Your objective
Which lines in the data below contain the word "Deserialize"? Return each of them.

════════════════════

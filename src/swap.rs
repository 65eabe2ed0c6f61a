// Copyright 2021-2022 Farcaster Devs
//
// This library is free software; you can redistribute it and/or
// modify it under the terms of the GNU Lesser General Public
// License as published by the Free Software Foundation; either
// version 3 of the License, or (at your option) any later version.
//
// This library is distributed in the hope that it will be useful,
// but WITHOUT ANY WARRANTY; without even the implied warranty of
// MERCHANTABILITY or FITNESS FOR A PARTICULAR PURPOSE. See the GNU
// Lesser General Public License for more details.
//
// You should have received a copy of the GNU Lesser General Public
// License along with this library; if not, write to the Free Software
// Foundation, Inc., 51 Franklin Street, Fifth Floor, Boston, MA 02110-1301, USA

//! Life cycle of one contract of a swap. Nothing is persisted between invocations: a swap is
//! created in the state observed on chain and moved forward by the events of the current command.

use bitcoin::Transaction;
use serde::{Deserialize, Serialize};

use crate::audit::find_output;
use crate::bitcoin::ChainProfile;
use crate::script::Contract;
use crate::transaction::extract_secret;
use crate::Error;

/// State of a contract. `Redeemed` and `Refunded` are final.
#[derive(Display, Debug, Clone, Copy, Hash, PartialEq, Eq, Serialize, Deserialize)]
#[display(Debug)]
pub enum SwapState {
    /// No contract exists yet.
    Unstarted,
    /// The contract is built but no funding has been seen.
    Initiated,
    /// A transaction pays the contract address.
    Funded,
    /// The contract output is spent through the secret branch.
    Redeemed,
    /// The contract output is spent through the timelock branch.
    Refunded,
}

impl SwapState {
    /// Whether no event can move the swap out of this state.
    pub fn is_final(&self) -> bool {
        matches!(self, Self::Redeemed | Self::Refunded)
    }
}

/// Events moving a swap forward.
#[derive(Display, Debug, Clone, Copy, Hash, PartialEq, Eq, Serialize, Deserialize)]
#[display(Debug)]
pub enum Event {
    ContractBuilt,
    FundingSeen,
    /// The contract passed an audit, does not change the state.
    Audited,
    RedeemPublished,
    RefundPublished,
}

/// A swap contract state with its audit flag.
#[derive(Debug, Clone, Copy, PartialEq, Eq, Serialize, Deserialize)]
pub struct Swap {
    state: SwapState,
    audited: bool,
}

impl Default for Swap {
    fn default() -> Self {
        Self::new()
    }
}

impl Swap {
    /// A swap with no contract yet.
    pub fn new() -> Self {
        Self::resume(SwapState::Unstarted)
    }

    /// A swap recovered in a state observed on chain, not audited yet.
    pub fn resume(state: SwapState) -> Self {
        Self {
            state,
            audited: false,
        }
    }

    pub fn state(&self) -> SwapState {
        self.state
    }

    pub fn is_audited(&self) -> bool {
        self.audited
    }

    /// The swap as it would be after the event, fails with [`Error::InvalidTransition`] when the
    /// event is not allowed in the current state.
    pub fn next(&self, event: Event) -> Result<Swap, Error> {
        let mut next = *self;
        next.state = match (self.state, event) {
            (SwapState::Unstarted, Event::ContractBuilt) => SwapState::Initiated,
            (SwapState::Initiated, Event::FundingSeen) => SwapState::Funded,
            (SwapState::Funded, Event::Audited) => {
                next.audited = true;
                SwapState::Funded
            }
            (SwapState::Funded, Event::RedeemPublished) => SwapState::Redeemed,
            (SwapState::Funded, Event::RefundPublished) => SwapState::Refunded,
            (from, event) => return Err(Error::InvalidTransition { from, event }),
        };
        Ok(next)
    }

    /// Apply the event and return the new state. A failed transition leaves the swap unchanged.
    pub fn apply(&mut self, event: Event) -> Result<SwapState, Error> {
        let next = self.next(event)?;
        if next.state != self.state {
            info!("swap {} -> {} on {}", self.state, next.state, event);
        }
        *self = next;
        Ok(next.state)
    }
}

/// Derive the state of an existing contract from what the chain shows: the transaction funding
/// it, if any, and a transaction spending the funded output, if any. A spend revealing the secret
/// is a redemption, any other spend of the contract output is a refund.
pub fn observe(
    profile: &impl ChainProfile,
    contract: &Contract,
    funding: Option<&Transaction>,
    spend: Option<&Transaction>,
) -> SwapState {
    let outpoint = match funding
        .and_then(|tx| find_output(tx, &contract.address(profile).script_pubkey()))
    {
        Some((outpoint, _)) => outpoint,
        None => return SwapState::Initiated,
    };
    match spend {
        Some(tx) if tx.input.iter().any(|txin| txin.previous_output == outpoint) => {
            if extract_secret(tx, &contract.params().secret_hash).is_ok() {
                SwapState::Redeemed
            } else {
                SwapState::Refunded
            }
        }
        _ => SwapState::Funded,
    }
}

════════════════════

Problem solution
use serde::{Deserialize, Serialize};
#[derive(Display, Debug, Clone, Copy, Hash, PartialEq, Eq, Serialize, Deserialize)]
#[derive(Display, Debug, Clone, Copy, Hash, PartialEq, Eq, Serialize, Deserialize)]
#[derive(Debug, Clone, Copy, PartialEq, Eq, Serialize, Deserialize)]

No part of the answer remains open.